- **Task brief**
Among the lines below, a stretch begins at the one with "body as JSON." and ends at the one with "const DEFAULT_CAPACITY: usize = 64;". Repeat that stretch exactly, ends included.
---------- Data under study ----------
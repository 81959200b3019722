//! Offer correlator: turns the raw offer feed into detailed journeys.
//!
//! ```text
//! offer feed ─► external only ─► not excluded ─► item detail ─► not expired ─► by item id
//!                                                   │
//!                                                   └─ timeout: skip offer
//! ```

use std::sync::Arc;

use indexmap::IndexMap;
use tracing::{error, info, warn};

use crate::clock::{Clock, SystemClock};
use crate::client::ScrapingClient;
use crate::error::ClientResult;
use crate::traits::browser::Browser;
use crate::types::{config::DiscoveryConfig, journey::JourneyInfo};

/// Resolves the offer feed into deduplicated, eligible journeys.
///
/// Read-only: the only side effects are the client's page operations.
pub struct OfferCorrelator<B: Browser> {
    client: ScrapingClient<B>,
    config: DiscoveryConfig,
    clock: Arc<dyn Clock>,
}

impl<B: Browser> OfferCorrelator<B> {
    /// Create a correlator with the default exclusions and the wall clock.
    pub fn new(client: ScrapingClient<B>) -> Self {
        Self {
            client,
            config: DiscoveryConfig::default(),
            clock: Arc::new(SystemClock),
        }
    }

    /// Set the discovery configuration.
    pub fn with_config(mut self, config: DiscoveryConfig) -> Self {
        self.config = config;
        self
    }

    /// Set the clock used for expiry checks.
    pub fn with_clock(mut self, clock: Arc<dyn Clock>) -> Self {
        self.clock = clock;
        self
    }

    pub fn client(&self) -> &ScrapingClient<B> {
        &self.client
    }

    /// Discover the currently available journeys, in feed order.
    ///
    /// A detail-fetch timeout skips that offer. Any other error aborts
    /// discovery.
    pub async fn discover(&self) -> ClientResult<Vec<JourneyInfo>> {
        let offers = self.client.fetch_top_level_offers().await?;
        info!(count = offers.len(), "Fetched offer feed");

        let mut journeys: IndexMap<String, JourneyInfo> = IndexMap::new();
        for offer in offers {
            if !offer.is_external() {
                info!(
                    offer_id = %offer.id,
                    title = %offer.title,
                    delivery_method = %offer.delivery_method,
                    "Ignoring non external offer"
                );
                continue;
            }

            let Some(url) = offer.external_url() else {
                warn!(offer_id = %offer.id, title = %offer.title, "External offer has no URL");
                continue;
            };

            if self.config.is_excluded(url) {
                info!(offer_id = %offer.id, title = %offer.title, url, "Ignoring excluded offer");
                continue;
            }

            let item = match self.client.fetch_item_detail(&offer).await {
                Ok(item) => item,
                Err(e) if e.is_timeout() => {
                    error!(offer_id = %offer.id, url, error = %e, "Timeout when getting item detail");
                    continue;
                }
                Err(e) => return Err(e),
            };

            if item.is_expired(self.clock.now()) {
                info!(offer_id = %offer.id, item_id = %item.id, "Ignoring expired item");
                continue;
            }

            // Last write wins; position of the first occurrence is kept
            journeys.insert(item.id.clone(), JourneyInfo::new(offer, item));
        }

        Ok(journeys.into_values().collect())
    }
}
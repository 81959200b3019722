//! Browser capability consumed by the scraping client.
//!
//! The watcher never issues GraphQL requests itself. It opens a page, lets
//! the page load, and observes the responses to the requests the page makes
//! on its own. Any automation runtime can back these traits.

use async_trait::async_trait;
use futures::stream::BoxStream;
use serde::de::DeserializeOwned;

use crate::error::BrowserResult;

/// A network response observed on a page.
#[derive(Debug, Clone, PartialEq)]
pub struct InterceptedResponse {
    /// Request URL
    pub url: String,

    /// Body of the request that produced this response, if any
    pub post_data: Option<String>,

    /// Response body
    pub body: String,
}

impl InterceptedResponse {
    pub fn new(url: impl Into<String>, body: impl Into<String>) -> Self {
        Self {
            url: url.into(),
            post_data: None,
            body: body.into(),
        }
    }

    /// Set the request post data.
    pub fn with_post_data(mut self, post_data: impl Into<String>) -> Self {
        self.post_data = Some(post_data.into());
        self
    }

    pub fn url(&self) -> &str {
        &self.url
    }

    pub fn post_data(&self) -> Option<&str> {
        self.post_data.as_deref()
    }

    /// Parse the response body as JSON.
    pub fn json<T: DeserializeOwned>(&self) -> serde_json::Result<T> {
        serde_json::from_str(&self.body)
    }
}

/// Stream of responses observed on a page, in arrival order.
///
/// Dropping the stream cancels the subscription.
pub type ResponseStream = BoxStream<'static, InterceptedResponse>;

/// A browser session that can open pages.
#[async_trait]
pub trait Browser: Send + Sync {
    /// Open a new page. The caller must close it.
    async fn new_page(&self) -> BrowserResult<Box<dyn Page>>;
}

/// A single open page.
#[async_trait]
pub trait Page: Send + Sync {
    /// Subscribe to responses received from now on.
    ///
    /// Subscribe before navigating so no response is missed.
    async fn responses(&self) -> BrowserResult<ResponseStream>;

    /// Navigate to a URL.
    async fn goto(&self, url: &str) -> BrowserResult<()>;

    /// Close the page.
    async fn close(&self) -> BrowserResult<()>;
}

#[async_trait]
impl<B: Browser + ?Sized> Browser for std::sync::Arc<B> {
    async fn new_page(&self) -> BrowserResult<Box<dyn Page>> {
        (**self).new_page().await
    }
}
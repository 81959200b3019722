//! Broadcast bus carrying each cycle's batch of new offers.
//!
//! # Guarantees
//!
//! - **Fire-and-forget**: `emit` never waits on subscribers
//! - **In-memory only**: batches are not persisted
//! - **No replay**: subscribers only see batches emitted after subscribing,
//!   and lagged subscribers skip what they missed
//!
//! Notifier backends are attached with [`spawn_notifier`], which runs each
//! backend in its own task so a slow or failing backend cannot hold up the
//! watchdog.

use std::sync::Arc;

use chrono::{DateTime, Utc};
use tokio::sync::broadcast;
use tokio::task::JoinHandle;
use tracing::{debug, error, info, warn};

use crate::traits::notifier::Notifier;
use crate::types::journey::JourneyInfo;

/// Default channel capacity for the bus.
const DEFAULT_CAPACITY: usize = 64;

/// The journeys surfaced by one watchdog cycle. May be empty.
#[derive(Debug, Clone)]
pub struct OfferBatch {
    /// Cycle number, starting at 1
    pub cycle: u64,

    /// When the cycle finished discovery
    pub discovered_at: DateTime<Utc>,

    /// New journeys, in discovery order
    pub offers: Arc<Vec<JourneyInfo>>,
}

impl OfferBatch {
    pub fn new(cycle: u64, offers: Vec<JourneyInfo>) -> Self {
        Self {
            cycle,
            discovered_at: Utc::now(),
            offers: Arc::new(offers),
        }
    }

    pub fn is_empty(&self) -> bool {
        self.offers.is_empty()
    }

    pub fn len(&self) -> usize {
        self.offers.len()
    }
}

/// Broadcast bus for offer batches.
///
/// Clones share the same channel.
#[derive(Clone)]
pub struct OfferBus {
    sender: broadcast::Sender<OfferBatch>,
}

impl OfferBus {
    /// Create a new bus with default capacity.
    pub fn new() -> Self {
        Self::with_capacity(DEFAULT_CAPACITY)
    }

    /// Create a new bus with the specified capacity.
    ///
    /// The capacity determines how many batches can be buffered before
    /// slow subscribers start lagging.
    pub fn with_capacity(capacity: usize) -> Self {
        let (sender, _) = broadcast::channel(capacity);
        Self { sender }
    }

    /// Emit a batch to all subscribers.
    ///
    /// Returns the number of subscribers that received it.
    pub fn emit(&self, batch: OfferBatch) -> usize {
        self.sender.send(batch).unwrap_or(0)
    }

    /// Subscribe to batches emitted from now on.
    pub fn subscribe(&self) -> broadcast::Receiver<OfferBatch> {
        self.sender.subscribe()
    }

    pub fn subscriber_count(&self) -> usize {
        self.sender.receiver_count()
    }
}

impl Default for OfferBus {
    fn default() -> Self {
        Self::new()
    }
}

impl std::fmt::Debug for OfferBus {
    fn fmt(&self, f: &mut std::fmt::Formatter<'_>) -> std::fmt::Result {
        f.debug_struct("OfferBus")
            .field("subscriber_count", &self.subscriber_count())
            .finish()
    }
}

/// Feed every batch on `bus` to `notifier` from a dedicated task.
///
/// The subscription is taken before this returns, so no batch emitted
/// afterwards is missed. The task ends when every bus handle is dropped.
pub fn spawn_notifier<N>(bus: &OfferBus, notifier: N) -> JoinHandle<()>
where
    N: Notifier + 'static,
{
    let mut receiver = bus.subscribe();
    tokio::spawn(async move {
        let name = notifier.name().to_string();
        info!(notifier = %name, "Notifier subscribed");

        loop {
            match receiver.recv().await {
                Ok(batch) => {
                    debug!(notifier = %name, cycle = batch.cycle, count = batch.len(), "Delivering batch");
                    if let Err(e) = notifier.on_update(&batch.offers).await {
                        error!(notifier = %name, cycle = batch.cycle, error = %e, "Notifier failed");
                    }
                }
                Err(broadcast::error::RecvError::Lagged(skipped)) => {
                    warn!(notifier = %name, skipped, "Notifier lagged, batches dropped");
                }
                Err(broadcast::error::RecvError::Closed) => {
                    info!(notifier = %name, "Offer bus closed, notifier stopping");
                    break;
                }
            }
        }
    })
}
----------
- **Result for this task**
    /// Parse the response body as JSON.
    pub fn json<T: DeserializeOwned>(&self) -> serde_json::Result<T> {
        serde_json::from_str(&self.body)
    }
}

/// Stream of responses observed on a page, in arrival order.
///
/// Dropping the stream cancels the subscription.
pub type ResponseStream = BoxStream<'static, InterceptedResponse>;

/// A browser session that can open pages.
#[async_trait]
pub trait Browser: Send + Sync {
    /// Open a new page. The caller must close it.
    async fn new_page(&self) -> BrowserResult<Box<dyn Page>>;
}

/// A single open page.
#[async_trait]
pub trait Page: Send + Sync {
    /// Subscribe to responses received from now on.
    ///
    /// Subscribe before navigating so no response is missed.
    async fn responses(&self) -> BrowserResult<ResponseStream>;

    /// Navigate to a URL.
    async fn goto(&self, url: &str) -> BrowserResult<()>;

    /// Close the page.
    async fn close(&self) -> BrowserResult<()>;
}

#[async_trait]
impl<B: Browser + ?Sized> Browser for std::sync::Arc<B> {
    async fn new_page(&self) -> BrowserResult<Box<dyn Page>> {
        (**self).new_page().await
    }
}
repository 81959200b3019722
//! Broadcast bus carrying each cycle's batch of new offers.
//!
//! # Guarantees
//!
//! - **Fire-and-forget**: `emit` never waits on subscribers
//! - **In-memory only**: batches are not persisted
//! - **No replay**: subscribers only see batches emitted after subscribing,
//!   and lagged subscribers skip what they missed
//!
//! Notifier backends are attached with [`spawn_notifier`], which runs each
//! backend in its own task so a slow or failing backend cannot hold up the
//! watchdog.

use std::sync::Arc;

use chrono::{DateTime, Utc};
use tokio::sync::broadcast;
use tokio::task::JoinHandle;
use tracing::{debug, error, info, warn};

use crate::traits::notifier::Notifier;
use crate::types::journey::JourneyInfo;

/// Default channel capacity for the bus.
const DEFAULT_CAPACITY: usize = 64;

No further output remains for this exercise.